Every line of the data that includes "AppState" should be copied out.

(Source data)
◆ ◆ ◆ ◆
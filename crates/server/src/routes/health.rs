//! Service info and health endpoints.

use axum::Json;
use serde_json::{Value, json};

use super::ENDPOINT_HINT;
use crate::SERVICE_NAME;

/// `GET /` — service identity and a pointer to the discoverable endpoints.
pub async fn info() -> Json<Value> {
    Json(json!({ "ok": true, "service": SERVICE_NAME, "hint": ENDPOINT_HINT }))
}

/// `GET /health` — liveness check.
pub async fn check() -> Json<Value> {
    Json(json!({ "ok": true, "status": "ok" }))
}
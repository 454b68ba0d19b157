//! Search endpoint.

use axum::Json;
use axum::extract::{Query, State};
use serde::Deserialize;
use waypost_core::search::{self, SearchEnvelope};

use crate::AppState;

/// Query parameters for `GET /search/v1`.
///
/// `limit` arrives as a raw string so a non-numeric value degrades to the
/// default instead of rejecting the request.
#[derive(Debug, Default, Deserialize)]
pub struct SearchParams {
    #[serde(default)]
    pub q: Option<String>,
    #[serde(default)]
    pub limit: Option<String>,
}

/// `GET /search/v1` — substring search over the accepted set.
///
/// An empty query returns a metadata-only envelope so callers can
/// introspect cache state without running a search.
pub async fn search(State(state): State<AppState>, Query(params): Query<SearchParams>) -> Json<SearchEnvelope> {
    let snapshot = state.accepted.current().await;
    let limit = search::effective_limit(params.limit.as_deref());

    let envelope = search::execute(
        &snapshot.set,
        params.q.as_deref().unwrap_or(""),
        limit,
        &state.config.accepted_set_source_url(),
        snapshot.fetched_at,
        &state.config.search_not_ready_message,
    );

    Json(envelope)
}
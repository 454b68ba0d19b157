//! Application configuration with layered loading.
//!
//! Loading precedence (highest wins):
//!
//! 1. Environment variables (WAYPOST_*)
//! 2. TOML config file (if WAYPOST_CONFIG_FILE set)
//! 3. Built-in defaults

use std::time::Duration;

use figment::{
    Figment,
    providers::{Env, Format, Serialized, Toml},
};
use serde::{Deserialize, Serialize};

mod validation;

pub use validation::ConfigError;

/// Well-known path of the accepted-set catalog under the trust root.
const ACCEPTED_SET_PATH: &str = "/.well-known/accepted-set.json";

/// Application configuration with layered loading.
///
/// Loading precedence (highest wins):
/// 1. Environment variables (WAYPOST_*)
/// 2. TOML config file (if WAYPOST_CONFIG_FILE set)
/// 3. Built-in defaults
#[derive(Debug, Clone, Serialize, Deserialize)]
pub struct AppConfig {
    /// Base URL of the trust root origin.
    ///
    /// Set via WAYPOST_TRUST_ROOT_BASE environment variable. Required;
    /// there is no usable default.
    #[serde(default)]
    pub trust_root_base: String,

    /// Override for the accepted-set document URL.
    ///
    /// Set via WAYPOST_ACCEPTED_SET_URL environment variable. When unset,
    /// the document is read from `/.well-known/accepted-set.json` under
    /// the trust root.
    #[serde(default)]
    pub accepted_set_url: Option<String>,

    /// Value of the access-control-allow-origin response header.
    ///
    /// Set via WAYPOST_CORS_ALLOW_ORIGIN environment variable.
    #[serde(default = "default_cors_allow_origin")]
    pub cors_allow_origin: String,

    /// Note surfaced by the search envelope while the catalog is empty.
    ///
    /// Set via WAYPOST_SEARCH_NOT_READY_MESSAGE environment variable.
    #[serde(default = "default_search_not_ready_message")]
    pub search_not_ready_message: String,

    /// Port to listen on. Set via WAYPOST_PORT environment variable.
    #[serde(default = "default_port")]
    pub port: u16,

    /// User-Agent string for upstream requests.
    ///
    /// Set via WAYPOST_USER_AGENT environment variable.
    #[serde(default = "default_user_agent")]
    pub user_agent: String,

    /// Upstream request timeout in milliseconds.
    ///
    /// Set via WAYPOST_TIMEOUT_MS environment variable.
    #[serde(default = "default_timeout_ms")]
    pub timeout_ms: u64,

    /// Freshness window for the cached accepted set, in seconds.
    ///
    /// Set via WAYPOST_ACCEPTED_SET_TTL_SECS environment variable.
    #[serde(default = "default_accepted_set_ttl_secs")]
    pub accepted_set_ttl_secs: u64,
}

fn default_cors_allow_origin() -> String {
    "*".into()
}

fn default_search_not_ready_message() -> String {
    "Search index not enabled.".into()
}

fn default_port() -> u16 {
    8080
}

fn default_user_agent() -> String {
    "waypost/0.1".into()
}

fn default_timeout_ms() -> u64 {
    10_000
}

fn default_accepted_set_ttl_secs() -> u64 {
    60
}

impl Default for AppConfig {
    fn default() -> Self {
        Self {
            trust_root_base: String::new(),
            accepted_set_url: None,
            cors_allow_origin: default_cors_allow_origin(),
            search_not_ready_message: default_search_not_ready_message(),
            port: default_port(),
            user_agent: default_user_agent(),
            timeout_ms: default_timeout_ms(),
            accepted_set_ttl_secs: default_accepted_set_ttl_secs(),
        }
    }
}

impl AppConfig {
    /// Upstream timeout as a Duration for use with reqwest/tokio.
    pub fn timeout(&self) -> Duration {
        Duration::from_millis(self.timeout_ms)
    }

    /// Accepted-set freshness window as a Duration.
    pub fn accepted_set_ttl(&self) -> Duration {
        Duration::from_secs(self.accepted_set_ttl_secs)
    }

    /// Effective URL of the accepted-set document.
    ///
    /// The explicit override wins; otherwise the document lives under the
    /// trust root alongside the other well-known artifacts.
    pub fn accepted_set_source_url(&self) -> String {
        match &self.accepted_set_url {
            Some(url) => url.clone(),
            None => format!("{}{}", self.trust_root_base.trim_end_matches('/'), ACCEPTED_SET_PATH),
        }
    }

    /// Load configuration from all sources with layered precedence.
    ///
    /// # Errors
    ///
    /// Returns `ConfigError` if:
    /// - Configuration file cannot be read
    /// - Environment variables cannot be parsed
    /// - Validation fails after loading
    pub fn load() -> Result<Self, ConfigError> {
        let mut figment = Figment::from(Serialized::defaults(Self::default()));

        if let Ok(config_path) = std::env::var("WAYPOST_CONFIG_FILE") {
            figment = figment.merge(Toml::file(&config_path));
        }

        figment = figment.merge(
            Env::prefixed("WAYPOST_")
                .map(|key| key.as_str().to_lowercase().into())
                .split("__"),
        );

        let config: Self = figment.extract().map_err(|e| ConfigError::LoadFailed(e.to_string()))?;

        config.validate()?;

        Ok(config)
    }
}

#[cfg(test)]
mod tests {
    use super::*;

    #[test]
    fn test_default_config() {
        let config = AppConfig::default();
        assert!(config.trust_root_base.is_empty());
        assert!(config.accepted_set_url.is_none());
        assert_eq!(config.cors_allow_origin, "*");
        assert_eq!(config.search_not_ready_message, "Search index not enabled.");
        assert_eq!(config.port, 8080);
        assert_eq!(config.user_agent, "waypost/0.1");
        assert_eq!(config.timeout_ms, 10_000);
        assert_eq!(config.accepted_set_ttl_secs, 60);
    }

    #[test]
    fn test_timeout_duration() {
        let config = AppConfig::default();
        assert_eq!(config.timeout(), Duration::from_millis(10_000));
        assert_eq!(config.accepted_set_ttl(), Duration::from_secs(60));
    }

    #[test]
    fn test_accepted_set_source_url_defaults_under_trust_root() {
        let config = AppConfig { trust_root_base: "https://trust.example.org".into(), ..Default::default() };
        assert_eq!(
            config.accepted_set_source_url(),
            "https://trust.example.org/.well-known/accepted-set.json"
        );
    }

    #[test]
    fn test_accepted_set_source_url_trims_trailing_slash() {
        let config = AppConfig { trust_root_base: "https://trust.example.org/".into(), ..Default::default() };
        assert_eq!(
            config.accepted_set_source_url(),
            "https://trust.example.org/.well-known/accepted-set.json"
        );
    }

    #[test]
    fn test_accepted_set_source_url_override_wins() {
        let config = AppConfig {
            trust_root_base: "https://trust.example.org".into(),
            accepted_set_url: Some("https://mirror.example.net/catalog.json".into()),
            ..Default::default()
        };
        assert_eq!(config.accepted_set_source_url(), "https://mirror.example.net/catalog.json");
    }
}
◆ ◆ ◆ ◆
■ Written solution:
use crate::AppState;
pub async fn search(State(state): State<AppState>, Query(params): Query<SearchParams>) -> Json<SearchEnvelope> {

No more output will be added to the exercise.